# TASK DETAILS
Copy each line below containing "than".

Stored items:
________________________________________

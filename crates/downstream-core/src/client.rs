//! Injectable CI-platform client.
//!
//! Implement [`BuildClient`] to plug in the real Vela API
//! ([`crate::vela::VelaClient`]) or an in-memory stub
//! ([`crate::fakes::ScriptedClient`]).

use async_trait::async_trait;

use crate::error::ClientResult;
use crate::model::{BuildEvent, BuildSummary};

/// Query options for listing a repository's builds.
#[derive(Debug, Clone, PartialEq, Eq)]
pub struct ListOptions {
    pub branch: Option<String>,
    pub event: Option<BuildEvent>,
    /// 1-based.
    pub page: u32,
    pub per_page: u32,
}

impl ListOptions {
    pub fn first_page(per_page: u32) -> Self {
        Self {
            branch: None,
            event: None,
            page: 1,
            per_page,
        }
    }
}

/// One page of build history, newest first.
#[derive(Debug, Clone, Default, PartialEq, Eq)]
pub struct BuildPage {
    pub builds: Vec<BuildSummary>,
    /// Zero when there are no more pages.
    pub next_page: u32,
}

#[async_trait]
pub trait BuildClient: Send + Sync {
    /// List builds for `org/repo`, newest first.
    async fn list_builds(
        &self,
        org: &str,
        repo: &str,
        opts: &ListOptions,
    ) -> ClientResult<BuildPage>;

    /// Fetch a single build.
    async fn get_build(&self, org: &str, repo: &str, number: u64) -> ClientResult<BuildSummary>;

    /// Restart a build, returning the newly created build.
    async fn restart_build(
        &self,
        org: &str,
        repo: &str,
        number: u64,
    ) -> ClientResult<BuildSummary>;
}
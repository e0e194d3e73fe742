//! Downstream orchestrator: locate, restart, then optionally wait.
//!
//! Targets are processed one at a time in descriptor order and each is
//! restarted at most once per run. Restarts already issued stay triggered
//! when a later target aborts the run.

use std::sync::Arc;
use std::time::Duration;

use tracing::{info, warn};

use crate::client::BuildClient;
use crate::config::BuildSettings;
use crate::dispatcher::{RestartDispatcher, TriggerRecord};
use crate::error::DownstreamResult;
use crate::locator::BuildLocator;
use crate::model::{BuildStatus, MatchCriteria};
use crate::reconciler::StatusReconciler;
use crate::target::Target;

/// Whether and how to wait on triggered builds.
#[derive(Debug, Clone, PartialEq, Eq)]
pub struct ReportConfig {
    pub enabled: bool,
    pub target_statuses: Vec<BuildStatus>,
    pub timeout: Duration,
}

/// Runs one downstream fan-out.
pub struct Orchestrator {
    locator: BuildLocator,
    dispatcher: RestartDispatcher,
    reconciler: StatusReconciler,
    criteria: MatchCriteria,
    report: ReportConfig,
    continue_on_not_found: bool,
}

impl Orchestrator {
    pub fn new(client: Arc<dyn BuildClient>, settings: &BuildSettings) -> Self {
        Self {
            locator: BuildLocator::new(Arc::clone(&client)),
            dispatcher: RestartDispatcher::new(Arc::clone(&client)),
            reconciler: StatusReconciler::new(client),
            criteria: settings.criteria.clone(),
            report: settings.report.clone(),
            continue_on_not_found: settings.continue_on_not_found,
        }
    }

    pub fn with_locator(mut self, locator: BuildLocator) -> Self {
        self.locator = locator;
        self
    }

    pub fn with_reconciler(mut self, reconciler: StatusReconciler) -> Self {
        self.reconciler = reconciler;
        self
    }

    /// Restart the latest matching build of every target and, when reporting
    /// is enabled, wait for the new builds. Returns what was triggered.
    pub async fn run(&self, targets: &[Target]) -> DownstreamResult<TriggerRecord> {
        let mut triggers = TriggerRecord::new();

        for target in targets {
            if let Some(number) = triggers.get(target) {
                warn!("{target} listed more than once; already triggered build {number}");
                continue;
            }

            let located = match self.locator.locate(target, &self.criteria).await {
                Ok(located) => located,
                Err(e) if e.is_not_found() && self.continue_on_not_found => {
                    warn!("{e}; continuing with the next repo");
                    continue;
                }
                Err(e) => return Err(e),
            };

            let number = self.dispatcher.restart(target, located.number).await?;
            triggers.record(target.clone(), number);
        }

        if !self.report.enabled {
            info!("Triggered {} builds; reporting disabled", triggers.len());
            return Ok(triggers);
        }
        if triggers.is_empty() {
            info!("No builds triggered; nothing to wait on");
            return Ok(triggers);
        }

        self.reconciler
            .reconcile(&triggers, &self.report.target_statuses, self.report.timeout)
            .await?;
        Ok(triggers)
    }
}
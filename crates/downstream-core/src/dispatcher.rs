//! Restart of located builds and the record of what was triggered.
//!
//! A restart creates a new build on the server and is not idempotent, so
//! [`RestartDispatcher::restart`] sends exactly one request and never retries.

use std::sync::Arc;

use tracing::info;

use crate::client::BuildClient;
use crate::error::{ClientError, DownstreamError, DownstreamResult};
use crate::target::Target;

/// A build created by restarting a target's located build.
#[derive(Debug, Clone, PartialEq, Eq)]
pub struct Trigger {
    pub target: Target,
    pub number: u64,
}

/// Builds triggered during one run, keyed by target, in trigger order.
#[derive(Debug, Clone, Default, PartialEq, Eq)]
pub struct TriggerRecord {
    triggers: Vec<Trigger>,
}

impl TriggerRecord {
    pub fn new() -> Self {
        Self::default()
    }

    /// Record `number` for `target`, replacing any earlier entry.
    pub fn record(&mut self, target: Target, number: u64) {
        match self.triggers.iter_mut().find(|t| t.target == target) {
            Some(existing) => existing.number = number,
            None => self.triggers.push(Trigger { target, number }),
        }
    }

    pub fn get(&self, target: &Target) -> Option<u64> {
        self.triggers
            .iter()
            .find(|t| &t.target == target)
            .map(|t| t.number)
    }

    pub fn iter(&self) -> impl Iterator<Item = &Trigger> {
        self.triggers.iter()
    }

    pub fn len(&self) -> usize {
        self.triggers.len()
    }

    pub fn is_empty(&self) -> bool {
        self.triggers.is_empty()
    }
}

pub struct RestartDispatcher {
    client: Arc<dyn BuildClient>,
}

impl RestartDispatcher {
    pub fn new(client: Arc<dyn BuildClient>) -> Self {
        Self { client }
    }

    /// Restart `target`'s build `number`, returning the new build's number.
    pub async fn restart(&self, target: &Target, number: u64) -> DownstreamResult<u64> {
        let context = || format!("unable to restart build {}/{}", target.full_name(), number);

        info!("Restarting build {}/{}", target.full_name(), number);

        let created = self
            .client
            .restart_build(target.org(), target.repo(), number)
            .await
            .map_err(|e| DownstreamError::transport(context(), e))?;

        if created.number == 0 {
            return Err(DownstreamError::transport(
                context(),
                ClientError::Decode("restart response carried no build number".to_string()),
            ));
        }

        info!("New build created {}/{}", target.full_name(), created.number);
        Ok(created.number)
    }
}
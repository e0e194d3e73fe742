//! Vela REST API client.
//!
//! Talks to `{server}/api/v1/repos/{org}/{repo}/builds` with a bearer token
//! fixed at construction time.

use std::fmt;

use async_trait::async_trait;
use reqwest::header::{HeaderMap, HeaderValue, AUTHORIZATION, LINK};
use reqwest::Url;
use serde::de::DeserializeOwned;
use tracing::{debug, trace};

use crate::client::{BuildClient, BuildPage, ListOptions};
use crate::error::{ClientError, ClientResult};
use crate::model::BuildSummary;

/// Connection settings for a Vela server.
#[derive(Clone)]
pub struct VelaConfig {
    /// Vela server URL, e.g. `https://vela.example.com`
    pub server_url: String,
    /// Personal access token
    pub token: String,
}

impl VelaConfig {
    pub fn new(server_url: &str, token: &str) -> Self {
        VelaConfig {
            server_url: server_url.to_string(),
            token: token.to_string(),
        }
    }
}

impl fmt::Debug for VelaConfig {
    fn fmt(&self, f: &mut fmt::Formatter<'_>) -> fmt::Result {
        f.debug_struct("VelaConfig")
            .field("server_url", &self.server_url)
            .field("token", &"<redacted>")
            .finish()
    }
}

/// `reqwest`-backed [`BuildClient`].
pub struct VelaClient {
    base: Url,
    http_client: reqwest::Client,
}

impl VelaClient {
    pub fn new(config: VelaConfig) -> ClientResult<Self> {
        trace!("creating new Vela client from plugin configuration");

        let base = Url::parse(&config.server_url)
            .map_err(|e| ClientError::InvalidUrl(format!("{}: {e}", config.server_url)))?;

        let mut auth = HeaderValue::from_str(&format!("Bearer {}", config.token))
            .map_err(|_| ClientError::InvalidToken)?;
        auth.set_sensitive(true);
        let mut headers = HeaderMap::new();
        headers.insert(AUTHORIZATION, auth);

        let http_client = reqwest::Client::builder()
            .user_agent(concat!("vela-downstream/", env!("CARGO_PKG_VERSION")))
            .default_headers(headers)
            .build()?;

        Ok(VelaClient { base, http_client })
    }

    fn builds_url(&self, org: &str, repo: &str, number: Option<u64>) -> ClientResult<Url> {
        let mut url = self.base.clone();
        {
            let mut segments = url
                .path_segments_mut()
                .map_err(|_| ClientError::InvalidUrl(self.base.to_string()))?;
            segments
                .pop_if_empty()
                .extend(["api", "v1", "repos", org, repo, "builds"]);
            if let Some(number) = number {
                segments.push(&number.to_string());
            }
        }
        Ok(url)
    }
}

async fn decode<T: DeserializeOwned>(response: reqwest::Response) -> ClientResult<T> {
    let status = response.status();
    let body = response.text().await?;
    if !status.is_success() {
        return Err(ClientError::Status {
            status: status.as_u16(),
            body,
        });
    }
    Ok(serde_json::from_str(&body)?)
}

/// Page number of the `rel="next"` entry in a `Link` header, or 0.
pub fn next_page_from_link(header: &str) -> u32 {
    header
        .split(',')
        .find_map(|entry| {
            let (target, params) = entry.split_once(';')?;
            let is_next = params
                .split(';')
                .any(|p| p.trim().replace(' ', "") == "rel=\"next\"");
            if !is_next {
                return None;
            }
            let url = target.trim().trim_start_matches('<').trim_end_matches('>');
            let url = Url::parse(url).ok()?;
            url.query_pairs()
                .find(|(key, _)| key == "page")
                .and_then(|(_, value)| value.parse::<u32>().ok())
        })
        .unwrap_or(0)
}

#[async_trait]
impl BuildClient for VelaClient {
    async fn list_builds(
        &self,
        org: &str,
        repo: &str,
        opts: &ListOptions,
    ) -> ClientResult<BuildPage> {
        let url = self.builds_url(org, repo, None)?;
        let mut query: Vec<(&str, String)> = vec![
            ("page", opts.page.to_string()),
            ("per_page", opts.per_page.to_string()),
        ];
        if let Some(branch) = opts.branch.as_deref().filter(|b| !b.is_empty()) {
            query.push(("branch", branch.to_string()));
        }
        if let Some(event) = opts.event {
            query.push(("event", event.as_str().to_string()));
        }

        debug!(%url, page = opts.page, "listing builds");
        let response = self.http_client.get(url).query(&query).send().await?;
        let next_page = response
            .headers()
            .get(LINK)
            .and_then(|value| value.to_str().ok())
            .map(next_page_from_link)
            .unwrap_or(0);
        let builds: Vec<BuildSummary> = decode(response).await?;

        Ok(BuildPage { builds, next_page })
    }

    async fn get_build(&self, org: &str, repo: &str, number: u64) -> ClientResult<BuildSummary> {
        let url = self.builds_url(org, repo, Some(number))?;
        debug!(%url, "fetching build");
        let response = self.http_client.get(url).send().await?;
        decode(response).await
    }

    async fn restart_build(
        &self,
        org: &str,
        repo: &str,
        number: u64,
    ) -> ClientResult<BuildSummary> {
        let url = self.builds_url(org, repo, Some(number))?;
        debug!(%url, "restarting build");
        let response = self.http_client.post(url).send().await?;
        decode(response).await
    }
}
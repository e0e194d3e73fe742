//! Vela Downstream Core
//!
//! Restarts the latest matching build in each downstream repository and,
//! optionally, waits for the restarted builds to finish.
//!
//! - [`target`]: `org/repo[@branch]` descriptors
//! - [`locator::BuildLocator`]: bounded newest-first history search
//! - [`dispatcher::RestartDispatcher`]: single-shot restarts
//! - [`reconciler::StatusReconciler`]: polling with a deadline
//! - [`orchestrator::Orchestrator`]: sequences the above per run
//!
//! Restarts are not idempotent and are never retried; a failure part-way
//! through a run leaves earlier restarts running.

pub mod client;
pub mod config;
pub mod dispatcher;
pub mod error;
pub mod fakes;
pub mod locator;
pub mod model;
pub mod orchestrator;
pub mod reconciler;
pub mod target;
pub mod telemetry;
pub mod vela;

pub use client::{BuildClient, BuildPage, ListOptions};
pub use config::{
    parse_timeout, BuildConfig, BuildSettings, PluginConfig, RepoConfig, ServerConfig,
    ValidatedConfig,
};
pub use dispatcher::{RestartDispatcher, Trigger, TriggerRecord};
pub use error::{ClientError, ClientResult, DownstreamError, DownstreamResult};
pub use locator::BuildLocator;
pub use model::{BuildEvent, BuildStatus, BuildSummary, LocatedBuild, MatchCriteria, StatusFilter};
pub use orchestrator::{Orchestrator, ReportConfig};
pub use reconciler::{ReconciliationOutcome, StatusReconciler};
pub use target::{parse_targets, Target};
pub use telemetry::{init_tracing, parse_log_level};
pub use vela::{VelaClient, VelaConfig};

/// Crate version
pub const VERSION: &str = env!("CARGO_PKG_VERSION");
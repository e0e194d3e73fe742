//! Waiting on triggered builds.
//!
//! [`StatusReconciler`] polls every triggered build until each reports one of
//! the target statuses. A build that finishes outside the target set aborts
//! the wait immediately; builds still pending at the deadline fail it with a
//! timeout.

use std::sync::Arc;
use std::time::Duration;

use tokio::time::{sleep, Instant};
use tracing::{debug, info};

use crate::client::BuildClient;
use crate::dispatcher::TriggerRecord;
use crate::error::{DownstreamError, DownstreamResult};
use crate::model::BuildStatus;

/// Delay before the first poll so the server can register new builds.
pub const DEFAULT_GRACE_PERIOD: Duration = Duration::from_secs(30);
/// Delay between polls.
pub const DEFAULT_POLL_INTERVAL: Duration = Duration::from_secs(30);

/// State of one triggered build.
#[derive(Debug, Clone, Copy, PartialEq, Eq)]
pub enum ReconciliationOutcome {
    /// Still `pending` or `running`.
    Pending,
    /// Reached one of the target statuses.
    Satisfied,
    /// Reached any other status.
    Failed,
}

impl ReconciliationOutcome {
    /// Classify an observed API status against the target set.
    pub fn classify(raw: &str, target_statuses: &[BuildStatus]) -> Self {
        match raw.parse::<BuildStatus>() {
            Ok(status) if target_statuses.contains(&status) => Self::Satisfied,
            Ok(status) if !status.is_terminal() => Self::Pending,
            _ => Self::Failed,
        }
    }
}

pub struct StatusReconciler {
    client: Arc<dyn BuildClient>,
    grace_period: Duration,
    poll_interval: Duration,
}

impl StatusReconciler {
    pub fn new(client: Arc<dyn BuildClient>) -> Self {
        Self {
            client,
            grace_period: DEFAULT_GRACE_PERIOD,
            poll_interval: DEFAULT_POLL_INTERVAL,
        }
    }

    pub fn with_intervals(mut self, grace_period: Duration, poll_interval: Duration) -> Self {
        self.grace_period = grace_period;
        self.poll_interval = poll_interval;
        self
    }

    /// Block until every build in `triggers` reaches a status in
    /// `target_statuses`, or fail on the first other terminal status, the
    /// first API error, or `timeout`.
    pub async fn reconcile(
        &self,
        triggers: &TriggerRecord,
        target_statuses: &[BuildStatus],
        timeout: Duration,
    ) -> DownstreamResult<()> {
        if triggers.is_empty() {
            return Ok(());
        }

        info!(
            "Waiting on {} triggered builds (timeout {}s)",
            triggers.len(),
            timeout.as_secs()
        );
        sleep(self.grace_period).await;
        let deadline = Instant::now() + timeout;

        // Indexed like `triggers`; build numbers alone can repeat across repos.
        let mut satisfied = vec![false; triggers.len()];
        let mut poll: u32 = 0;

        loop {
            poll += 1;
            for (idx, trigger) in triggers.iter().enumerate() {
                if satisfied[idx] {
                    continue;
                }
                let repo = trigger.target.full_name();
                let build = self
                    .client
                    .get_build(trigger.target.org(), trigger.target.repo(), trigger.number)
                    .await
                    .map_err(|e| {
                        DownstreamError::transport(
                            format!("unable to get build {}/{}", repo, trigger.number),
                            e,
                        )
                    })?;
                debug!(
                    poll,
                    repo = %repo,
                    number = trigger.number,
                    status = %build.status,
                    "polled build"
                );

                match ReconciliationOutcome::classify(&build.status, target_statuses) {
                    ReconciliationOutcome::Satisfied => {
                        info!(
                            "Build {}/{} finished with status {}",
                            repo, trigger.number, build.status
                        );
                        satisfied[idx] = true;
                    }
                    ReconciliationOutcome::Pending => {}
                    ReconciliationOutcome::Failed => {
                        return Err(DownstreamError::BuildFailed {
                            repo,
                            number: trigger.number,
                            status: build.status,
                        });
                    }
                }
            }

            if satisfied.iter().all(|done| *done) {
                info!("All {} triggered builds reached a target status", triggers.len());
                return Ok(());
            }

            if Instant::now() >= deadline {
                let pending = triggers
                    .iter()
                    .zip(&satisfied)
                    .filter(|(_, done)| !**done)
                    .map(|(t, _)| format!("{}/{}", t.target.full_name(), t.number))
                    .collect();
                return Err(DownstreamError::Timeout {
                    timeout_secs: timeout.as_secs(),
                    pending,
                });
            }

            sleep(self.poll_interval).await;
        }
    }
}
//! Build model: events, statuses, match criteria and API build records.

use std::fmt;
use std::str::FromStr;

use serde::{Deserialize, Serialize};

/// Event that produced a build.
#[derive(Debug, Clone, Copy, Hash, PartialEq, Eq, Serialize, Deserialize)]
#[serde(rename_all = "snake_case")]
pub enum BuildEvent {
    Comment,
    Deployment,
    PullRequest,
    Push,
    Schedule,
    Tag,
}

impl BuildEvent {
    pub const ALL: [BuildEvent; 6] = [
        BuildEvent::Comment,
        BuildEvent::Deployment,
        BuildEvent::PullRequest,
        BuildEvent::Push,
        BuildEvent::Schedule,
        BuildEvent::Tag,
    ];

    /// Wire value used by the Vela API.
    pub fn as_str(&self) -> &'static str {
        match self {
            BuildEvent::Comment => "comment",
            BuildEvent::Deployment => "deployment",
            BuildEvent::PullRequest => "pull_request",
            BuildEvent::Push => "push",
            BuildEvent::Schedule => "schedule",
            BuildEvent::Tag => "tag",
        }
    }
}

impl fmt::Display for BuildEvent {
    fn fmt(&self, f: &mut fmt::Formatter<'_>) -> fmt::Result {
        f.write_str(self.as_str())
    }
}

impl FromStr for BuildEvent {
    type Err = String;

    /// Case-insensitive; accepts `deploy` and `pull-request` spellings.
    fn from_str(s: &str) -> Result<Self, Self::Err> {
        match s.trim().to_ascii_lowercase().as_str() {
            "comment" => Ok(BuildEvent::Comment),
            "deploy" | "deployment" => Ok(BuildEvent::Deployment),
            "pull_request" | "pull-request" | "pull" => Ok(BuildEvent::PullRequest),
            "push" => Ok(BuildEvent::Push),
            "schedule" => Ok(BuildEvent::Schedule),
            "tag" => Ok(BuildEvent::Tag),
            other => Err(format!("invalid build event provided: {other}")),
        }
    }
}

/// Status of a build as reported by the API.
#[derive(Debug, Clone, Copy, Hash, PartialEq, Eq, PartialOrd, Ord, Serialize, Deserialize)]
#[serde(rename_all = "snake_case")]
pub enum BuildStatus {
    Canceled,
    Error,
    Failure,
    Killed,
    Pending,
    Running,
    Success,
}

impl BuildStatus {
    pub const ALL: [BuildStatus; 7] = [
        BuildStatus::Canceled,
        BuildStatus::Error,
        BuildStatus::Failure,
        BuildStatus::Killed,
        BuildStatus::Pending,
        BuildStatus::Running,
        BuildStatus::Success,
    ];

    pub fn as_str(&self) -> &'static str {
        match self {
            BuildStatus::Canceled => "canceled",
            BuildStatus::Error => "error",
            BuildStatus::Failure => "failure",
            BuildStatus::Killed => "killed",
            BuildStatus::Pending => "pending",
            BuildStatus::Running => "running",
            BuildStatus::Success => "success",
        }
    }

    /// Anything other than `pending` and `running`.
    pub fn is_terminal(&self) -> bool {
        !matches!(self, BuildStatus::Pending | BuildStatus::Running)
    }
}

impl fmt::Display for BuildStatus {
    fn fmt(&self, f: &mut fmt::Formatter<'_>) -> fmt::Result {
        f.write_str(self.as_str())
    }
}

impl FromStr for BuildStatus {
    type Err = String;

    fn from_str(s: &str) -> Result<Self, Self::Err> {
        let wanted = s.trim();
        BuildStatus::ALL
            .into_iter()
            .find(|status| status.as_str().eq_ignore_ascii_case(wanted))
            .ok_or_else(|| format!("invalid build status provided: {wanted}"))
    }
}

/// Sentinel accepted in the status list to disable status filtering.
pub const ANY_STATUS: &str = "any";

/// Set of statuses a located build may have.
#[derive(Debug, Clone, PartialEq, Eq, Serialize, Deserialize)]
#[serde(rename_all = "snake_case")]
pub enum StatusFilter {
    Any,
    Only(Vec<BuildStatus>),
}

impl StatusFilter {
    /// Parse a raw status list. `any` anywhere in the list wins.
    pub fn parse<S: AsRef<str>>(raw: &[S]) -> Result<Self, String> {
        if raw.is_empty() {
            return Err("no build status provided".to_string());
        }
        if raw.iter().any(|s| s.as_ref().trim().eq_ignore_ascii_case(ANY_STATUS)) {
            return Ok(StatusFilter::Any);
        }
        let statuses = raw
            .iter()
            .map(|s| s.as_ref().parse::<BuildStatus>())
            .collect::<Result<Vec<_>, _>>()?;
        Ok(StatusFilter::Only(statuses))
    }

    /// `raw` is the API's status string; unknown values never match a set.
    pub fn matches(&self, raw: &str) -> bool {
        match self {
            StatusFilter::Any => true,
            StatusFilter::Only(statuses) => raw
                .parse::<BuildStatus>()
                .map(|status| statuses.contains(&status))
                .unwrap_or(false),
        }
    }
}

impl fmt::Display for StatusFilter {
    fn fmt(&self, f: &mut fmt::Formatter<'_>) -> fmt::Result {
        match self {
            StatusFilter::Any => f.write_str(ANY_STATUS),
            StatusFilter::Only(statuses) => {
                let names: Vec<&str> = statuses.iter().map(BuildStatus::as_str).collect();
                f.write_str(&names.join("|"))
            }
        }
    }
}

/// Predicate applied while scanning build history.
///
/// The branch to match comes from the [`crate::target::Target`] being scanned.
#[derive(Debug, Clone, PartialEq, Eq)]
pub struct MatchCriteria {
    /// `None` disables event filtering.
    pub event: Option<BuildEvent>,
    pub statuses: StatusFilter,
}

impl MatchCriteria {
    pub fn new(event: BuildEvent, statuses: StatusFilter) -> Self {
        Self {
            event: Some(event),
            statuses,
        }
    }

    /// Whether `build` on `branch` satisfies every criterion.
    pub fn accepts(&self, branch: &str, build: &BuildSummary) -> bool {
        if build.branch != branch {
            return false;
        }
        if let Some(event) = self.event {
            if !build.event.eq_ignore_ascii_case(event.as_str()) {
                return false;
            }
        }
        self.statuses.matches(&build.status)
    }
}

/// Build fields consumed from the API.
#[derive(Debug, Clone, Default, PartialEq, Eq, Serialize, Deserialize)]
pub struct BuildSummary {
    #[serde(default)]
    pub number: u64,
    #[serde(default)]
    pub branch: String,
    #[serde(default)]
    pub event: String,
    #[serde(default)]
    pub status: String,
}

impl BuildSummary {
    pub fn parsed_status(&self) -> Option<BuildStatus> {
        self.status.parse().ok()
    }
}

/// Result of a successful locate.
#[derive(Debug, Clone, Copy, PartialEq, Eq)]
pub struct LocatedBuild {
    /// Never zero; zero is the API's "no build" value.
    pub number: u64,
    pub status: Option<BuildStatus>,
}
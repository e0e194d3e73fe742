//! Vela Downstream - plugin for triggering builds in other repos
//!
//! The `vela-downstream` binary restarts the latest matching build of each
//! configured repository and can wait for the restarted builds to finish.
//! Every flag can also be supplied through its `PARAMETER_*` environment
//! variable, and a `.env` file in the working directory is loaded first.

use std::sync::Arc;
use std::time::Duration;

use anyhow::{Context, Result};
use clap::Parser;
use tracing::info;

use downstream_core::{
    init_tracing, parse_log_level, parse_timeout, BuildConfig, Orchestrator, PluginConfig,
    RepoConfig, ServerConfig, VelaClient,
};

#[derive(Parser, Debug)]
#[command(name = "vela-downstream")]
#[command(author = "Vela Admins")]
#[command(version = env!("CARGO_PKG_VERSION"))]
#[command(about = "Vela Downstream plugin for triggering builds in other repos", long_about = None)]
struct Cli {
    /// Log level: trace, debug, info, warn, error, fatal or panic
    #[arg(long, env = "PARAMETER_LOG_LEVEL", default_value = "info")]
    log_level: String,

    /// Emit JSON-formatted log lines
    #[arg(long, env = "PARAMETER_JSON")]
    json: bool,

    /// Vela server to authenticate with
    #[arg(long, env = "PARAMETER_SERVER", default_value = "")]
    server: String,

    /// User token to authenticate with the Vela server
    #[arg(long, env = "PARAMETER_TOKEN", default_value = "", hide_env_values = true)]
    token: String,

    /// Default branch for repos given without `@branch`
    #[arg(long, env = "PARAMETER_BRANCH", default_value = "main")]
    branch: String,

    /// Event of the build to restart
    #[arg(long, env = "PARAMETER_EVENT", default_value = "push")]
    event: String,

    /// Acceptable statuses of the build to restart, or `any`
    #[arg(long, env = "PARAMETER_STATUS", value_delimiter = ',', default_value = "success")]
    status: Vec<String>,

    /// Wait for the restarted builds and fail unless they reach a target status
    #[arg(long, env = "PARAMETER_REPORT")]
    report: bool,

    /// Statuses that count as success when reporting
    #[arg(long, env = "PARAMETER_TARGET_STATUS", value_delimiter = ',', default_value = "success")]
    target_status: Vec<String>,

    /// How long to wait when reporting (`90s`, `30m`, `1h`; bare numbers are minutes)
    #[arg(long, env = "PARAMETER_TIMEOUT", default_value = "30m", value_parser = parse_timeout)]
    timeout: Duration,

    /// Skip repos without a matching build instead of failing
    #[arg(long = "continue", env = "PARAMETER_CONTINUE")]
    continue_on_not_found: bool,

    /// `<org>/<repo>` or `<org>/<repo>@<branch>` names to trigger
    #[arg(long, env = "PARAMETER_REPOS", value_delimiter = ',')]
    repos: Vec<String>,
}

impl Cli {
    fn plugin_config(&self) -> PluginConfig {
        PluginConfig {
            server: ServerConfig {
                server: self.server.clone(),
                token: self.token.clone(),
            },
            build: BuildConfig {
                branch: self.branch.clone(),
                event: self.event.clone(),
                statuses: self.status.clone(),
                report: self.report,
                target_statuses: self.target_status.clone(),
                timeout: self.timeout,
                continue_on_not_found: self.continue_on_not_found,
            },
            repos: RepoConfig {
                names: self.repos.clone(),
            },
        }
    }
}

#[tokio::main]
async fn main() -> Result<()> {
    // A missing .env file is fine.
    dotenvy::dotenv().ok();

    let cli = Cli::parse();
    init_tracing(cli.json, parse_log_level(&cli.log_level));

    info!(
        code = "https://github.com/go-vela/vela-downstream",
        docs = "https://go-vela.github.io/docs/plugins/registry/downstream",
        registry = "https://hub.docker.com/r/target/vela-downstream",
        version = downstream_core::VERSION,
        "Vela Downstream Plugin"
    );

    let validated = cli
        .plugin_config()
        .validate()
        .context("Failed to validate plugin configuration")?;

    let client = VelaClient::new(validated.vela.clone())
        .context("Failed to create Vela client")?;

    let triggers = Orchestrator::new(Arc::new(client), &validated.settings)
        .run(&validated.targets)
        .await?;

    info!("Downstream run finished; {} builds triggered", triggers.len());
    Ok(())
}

________________________________________

# OUTPUT BELOW
                warn!("{target} listed more than once; already triggered build {number}");
    /// Anything other than `pending` and `running`.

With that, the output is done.